→ Task prompt
An exact reprint of all the records is the expected answer.

→ Source data
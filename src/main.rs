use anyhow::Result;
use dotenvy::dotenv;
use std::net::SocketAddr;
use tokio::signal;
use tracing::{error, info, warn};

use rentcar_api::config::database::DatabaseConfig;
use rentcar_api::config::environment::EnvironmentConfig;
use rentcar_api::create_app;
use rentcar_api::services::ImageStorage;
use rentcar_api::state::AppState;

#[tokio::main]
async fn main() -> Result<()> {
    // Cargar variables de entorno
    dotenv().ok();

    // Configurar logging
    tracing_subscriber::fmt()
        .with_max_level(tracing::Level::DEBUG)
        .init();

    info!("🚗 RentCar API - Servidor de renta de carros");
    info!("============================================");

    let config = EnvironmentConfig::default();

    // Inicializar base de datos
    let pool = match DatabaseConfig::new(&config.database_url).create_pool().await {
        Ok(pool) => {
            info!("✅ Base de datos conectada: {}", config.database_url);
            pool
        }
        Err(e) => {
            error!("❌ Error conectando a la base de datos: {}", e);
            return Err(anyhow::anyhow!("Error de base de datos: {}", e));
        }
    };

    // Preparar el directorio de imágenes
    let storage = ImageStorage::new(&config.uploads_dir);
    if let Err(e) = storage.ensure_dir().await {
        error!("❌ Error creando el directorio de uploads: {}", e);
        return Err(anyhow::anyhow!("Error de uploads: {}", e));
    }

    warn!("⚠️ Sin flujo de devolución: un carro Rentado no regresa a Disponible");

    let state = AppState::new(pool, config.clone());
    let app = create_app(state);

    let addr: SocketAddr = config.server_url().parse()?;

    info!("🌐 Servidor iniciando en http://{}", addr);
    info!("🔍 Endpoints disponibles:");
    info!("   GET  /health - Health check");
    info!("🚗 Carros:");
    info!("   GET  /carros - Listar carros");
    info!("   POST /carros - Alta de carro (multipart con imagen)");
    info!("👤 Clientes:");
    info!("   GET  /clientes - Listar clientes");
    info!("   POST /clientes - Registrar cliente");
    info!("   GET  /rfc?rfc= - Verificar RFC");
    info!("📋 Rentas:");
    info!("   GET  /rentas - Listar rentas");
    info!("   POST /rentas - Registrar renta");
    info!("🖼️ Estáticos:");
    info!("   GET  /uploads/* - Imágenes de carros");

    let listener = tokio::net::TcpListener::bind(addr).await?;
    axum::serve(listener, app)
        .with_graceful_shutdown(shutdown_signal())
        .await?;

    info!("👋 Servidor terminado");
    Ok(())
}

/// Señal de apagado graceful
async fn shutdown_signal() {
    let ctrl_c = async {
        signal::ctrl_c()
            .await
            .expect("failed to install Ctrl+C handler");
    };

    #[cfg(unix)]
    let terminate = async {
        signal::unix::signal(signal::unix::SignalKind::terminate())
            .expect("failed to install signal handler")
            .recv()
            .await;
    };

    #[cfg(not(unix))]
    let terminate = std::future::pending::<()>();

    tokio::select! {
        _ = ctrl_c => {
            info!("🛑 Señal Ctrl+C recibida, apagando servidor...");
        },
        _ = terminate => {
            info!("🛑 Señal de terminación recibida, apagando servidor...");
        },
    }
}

→ Output for this task
filename src/main.rs
use anyhow::Result;
use dotenvy::dotenv;
use std::net::SocketAddr;
use tokio::signal;
use tracing::{error, info, warn};

use rentcar_api::config::database::DatabaseConfig;
use rentcar_api::config::environment::EnvironmentConfig;
use rentcar_api::create_app;
use rentcar_api::services::ImageStorage;
use rentcar_api::state::AppState;

#[tokio::main]
async fn main() -> Result<()> {
    // Cargar variables de entorno
    dotenv().ok();

    // Configurar logging
    tracing_subscriber::fmt()
        .with_max_level(tracing::Level::DEBUG)
        .init();

    info!("🚗 RentCar API - Servidor de renta de carros");
    info!("============================================");

    let config = EnvironmentConfig::default();

    // Inicializar base de datos
    let pool = match DatabaseConfig::new(&config.database_url).create_pool().await {
        Ok(pool) => {
            info!("✅ Base de datos conectada: {}", config.database_url);
            pool
        }
        Err(e) => {
            error!("❌ Error conectando a la base de datos: {}", e);
            return Err(anyhow::anyhow!("Error de base de datos: {}", e));
        }
    };

    // Preparar el directorio de imágenes
    let storage = ImageStorage::new(&config.uploads_dir);
    if let Err(e) = storage.ensure_dir().await {
        error!("❌ Error creando el directorio de uploads: {}", e);
        return Err(anyhow::anyhow!("Error de uploads: {}", e));
    }

    warn!("⚠️ Sin flujo de devolución: un carro Rentado no regresa a Disponible");

    let state = AppState::new(pool, config.clone());
    let app = create_app(state);

    let addr: SocketAddr = config.server_url().parse()?;

    info!("🌐 Servidor iniciando en http://{}", addr);
    info!("🔍 Endpoints disponibles:");
    info!("   GET  /health - Health check");
    info!("🚗 Carros:");
    info!("   GET  /carros - Listar carros");
    info!("   POST /carros - Alta de carro (multipart con imagen)");
    info!("👤 Clientes:");
    info!("   GET  /clientes - Listar clientes");
    info!("   POST /clientes - Registrar cliente");
    info!("   GET  /rfc?rfc= - Verificar RFC");
    info!("📋 Rentas:");
    info!("   GET  /rentas - Listar rentas");
    info!("   POST /rentas - Registrar renta");
    info!("🖼️ Estáticos:");
    info!("   GET  /uploads/* - Imágenes de carros");

    let listener = tokio::net::TcpListener::bind(addr).await?;
    axum::serve(listener, app)
        .with_graceful_shutdown(shutdown_signal())
        .await?;

    info!("👋 Servidor terminado");
    Ok(())
}

/// Señal de apagado graceful
async fn shutdown_signal() {
    let ctrl_c = async {
        signal::ctrl_c()
            .await
            .expect("failed to install Ctrl+C handler");
    };

    #[cfg(unix)]
    let terminate = async {
        signal::unix::signal(signal::unix::SignalKind::terminate())
            .expect("failed to install signal handler")
            .recv()
            .await;
    };

    #[cfg(not(unix))]
    let terminate = std::future::pending::<()>();

    tokio::select! {
        _ = ctrl_c => {
            info!("🛑 Señal Ctrl+C recibida, apagando servidor...");
        },
        _ = terminate => {
            info!("🛑 Señal de terminación recibida, apagando servidor...");
        },
    }
}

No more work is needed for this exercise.